A Celtic tribe called the Dumnonii were the first people to settle here, and although there doesn’t appear to be any hard evidence, it seems likely that they were trading at the Quayside before the Romans arrived. You might have expected the Romans to be trading here themselves, and although they probably did, their main port was at Topsham, some 4 miles downstream.
Even so, by the Middle Ages, trade was flourishing on the Quayside – or at least it was until Countess Isabella de Fortibus built a weir across the river above Topsham to run her mills. To bypass the problem a canal was built from the opposite side of the river down to a point just below Topsham. Exeter’s influence was restored, and by the mid-18th century trade reached its peak when woollen cloth became the chief export.
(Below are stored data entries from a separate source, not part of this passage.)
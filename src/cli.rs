//! Command-line interface for recops, built on clap.
//!
//! Each subcommand of [`Command`] corresponds to one operator task. The
//! subcommands are independent: they share no state and each invocation
//! performs one complete job.

use std::path::PathBuf;

use clap::{Parser, Subcommand};

/// recops — operator toolbox for the recruiting platform.
#[derive(Debug, Parser)]
#[command(name = "recops", version, about)]
pub struct Cli {
    #[command(subcommand)]
    pub command: Command,
}

#[derive(Debug, Subcommand)]
pub enum Command {
    /// Migrate resume attachments into the platform storage bucket.
    MigrateResumes {
        /// File the migration log is written to.
        #[arg(long, default_value = "migrated_resumes.json")]
        output: PathBuf,

        /// Page size for the resume listing.
        #[arg(long)]
        limit: Option<u64>,
    },

    /// Decode an external id into its internal id.
    DecodeId {
        /// The external id to decode.
        id: String,
    },

    /// Update the display name on a candidate's profile.
    UpdateCandidateName {
        /// Candidate id whose profile is updated.
        candidate_id: String,

        /// New full name for the profile.
        new_name: String,
    },

    /// List all objects under a bucket and prefix.
    ListObjects {
        /// Bucket to list.
        #[arg(long)]
        bucket: String,

        /// Key prefix to filter by.
        #[arg(long, default_value = "")]
        prefix: String,
    },

    /// Remove latest-version delete markers, un-deleting the objects.
    UndeleteObjects {
        /// Bucket to scan for delete markers.
        #[arg(long)]
        bucket: String,

        /// Key prefix to filter by.
        #[arg(long, default_value = "")]
        prefix: String,

        /// Actually remove the markers. Without this flag the command only
        /// prints what it would do.
        #[arg(long, default_value_t = false)]
        delete: bool,
    },

    /// Extract a field from every element of a JSON document.
    Pluck {
        /// File containing the JSON document.
        file: PathBuf,

        /// Dot-separated key path, e.g. `fields.external_link`.
        key_path: String,
    },

    /// Remove every occurrence of a substring from each line of a file.
    StripPrefix {
        /// File to process.
        file: PathBuf,

        /// Literal substring to remove.
        substring: String,
    },

    /// Print the lines of the second file that also appear in the first.
    ContainLines {
        /// File whose lines form the reference set.
        file_a: PathBuf,

        /// File whose matching lines are printed, in order.
        file_b: PathBuf,
    },
}

#[cfg(test)]
mod tests {
    use super::*;
    use clap::CommandFactory;

    #[test]
    fn cli_parses_migrate_resumes_defaults() {
        let cli = Cli::parse_from(["recops", "migrate-resumes"]);
        match cli.command {
            Command::MigrateResumes { output, limit } => {
                assert_eq!(output, PathBuf::from("migrated_resumes.json"));
                assert!(limit.is_none());
            }
            _ => panic!("expected MigrateResumes command"),
        }
    }

    #[test]
    fn cli_parses_undelete_flags() {
        let cli = Cli::parse_from([
            "recops",
            "undelete-objects",
            "--bucket=prod-assessments-media-uploads",
            "--prefix=resumes/",
            "--delete",
        ]);
        match cli.command {
            Command::UndeleteObjects {
                bucket,
                prefix,
                delete,
            } => {
                assert_eq!(bucket, "prod-assessments-media-uploads");
                assert_eq!(prefix, "resumes/");
                assert!(delete);
            }
            _ => panic!("expected UndeleteObjects command"),
        }
    }

    #[test]
    fn cli_undelete_defaults_to_dry_run() {
        let cli = Cli::parse_from(["recops", "undelete-objects", "--bucket=b"]);
        match cli.command {
            Command::UndeleteObjects { delete, prefix, .. } => {
                assert!(!delete);
                assert_eq!(prefix, "");
            }
            _ => panic!("expected UndeleteObjects command"),
        }
    }

    #[test]
    fn cli_parses_pluck_positionals() {
        let cli = Cli::parse_from(["recops", "pluck", "resumes.json", "fields.external_link"]);
        match cli.command {
            Command::Pluck { file, key_path } => {
                assert_eq!(file, PathBuf::from("resumes.json"));
                assert_eq!(key_path, "fields.external_link");
            }
            _ => panic!("expected Pluck command"),
        }
    }

    #[test]
    fn cli_verify() {
        Cli::command().debug_assert();
    }
}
This cloth was stored in warehouses along with imported olive oil, wine and salt cod.
All this historical information is of academic interest for people who come to the Quayside these days, because it’s now primarily an area given over to leisure. The warehouses have now been converted into shops, bars and restaurants and act as a magnet, especially on weekends.
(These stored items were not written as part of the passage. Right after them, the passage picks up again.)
//! Error types for the platform API client.
//!
//! [`PlatformError`] covers the three failure scenarios the operator tools
//! hit in practice: an HTTP error status from the API, a response body that
//! does not have the expected shape, and plain network failures.

use thiserror::Error;

#[derive(Debug, Error)]
pub enum PlatformError {
    /// The API returned a non-success status. The body is carried verbatim
    /// so callers can print exactly what the server said.
    #[error("API error (status {status}): {body}")]
    Api { status: u16, body: String },

    /// The response parsed as JSON but did not match the expected shape.
    #[error("unexpected response shape: {0}")]
    Shape(String),

    /// Underlying network failure (DNS, refused connection, timeout).
    #[error("network error: {0}")]
    Network(#[from] reqwest::Error),
}

#[cfg(test)]
mod tests {
    use super::*;

    #[test]
    fn api_error_display_includes_body() {
        let err = PlatformError::Api {
            status: 401,
            body: "{\"errors\":[\"invalid credentials\"]}".to_string(),
        };
        let rendered = err.to_string();
        assert!(rendered.contains("401"));
        assert!(rendered.contains("invalid credentials"));
    }

    #[test]
    fn shape_error_display() {
        let err = PlatformError::Shape("missing result.fields.token".to_string());
        assert_eq!(
            err.to_string(),
            "unexpected response shape: missing result.fields.token"
        );
    }
}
There are other things to do here apart from eating and drinking, and the best place to find out what they are is at the Tourist Information Centre inside the lovely old Custom House, which was built in 1680 to ensure ships entering the port paid taxes on their goods. Even if you don’t need any information it’s worth popping in to take a look around, especially as, unlike the trading ships, you don’t have to pay a penny.
Water sports are naturally a popular activity, and along with other outdoor pursuits, are largely based on the opposite side of the river near the canal basin. To get there is easy enough as all it takes is a short stroll over the modern Cricklepit Bridge or the small ferry.
It’s uncertain when the first ferry began, but a Royal Charter was granted in 1641 and it’s been running ever since. It’s not the same ferryboat mind you, but it is unusual in as much as the ferryman has to manually pull the boat across the river along a cable, and when a bigger boat needs to get past, the cable has to be lowered into the water. Even though it’s no hardship to walk across the bridge, the ferry still seems to be going strong, probably because people enjoy the novelty value of it.
It runs frequently throughout the summer, unlike the hourly bus service, which will mean a hike back uphill to the city centre if you’re later than half past three. They do start running again at 6.45 pm but only on a weekend. See what I mean about being inconvenient?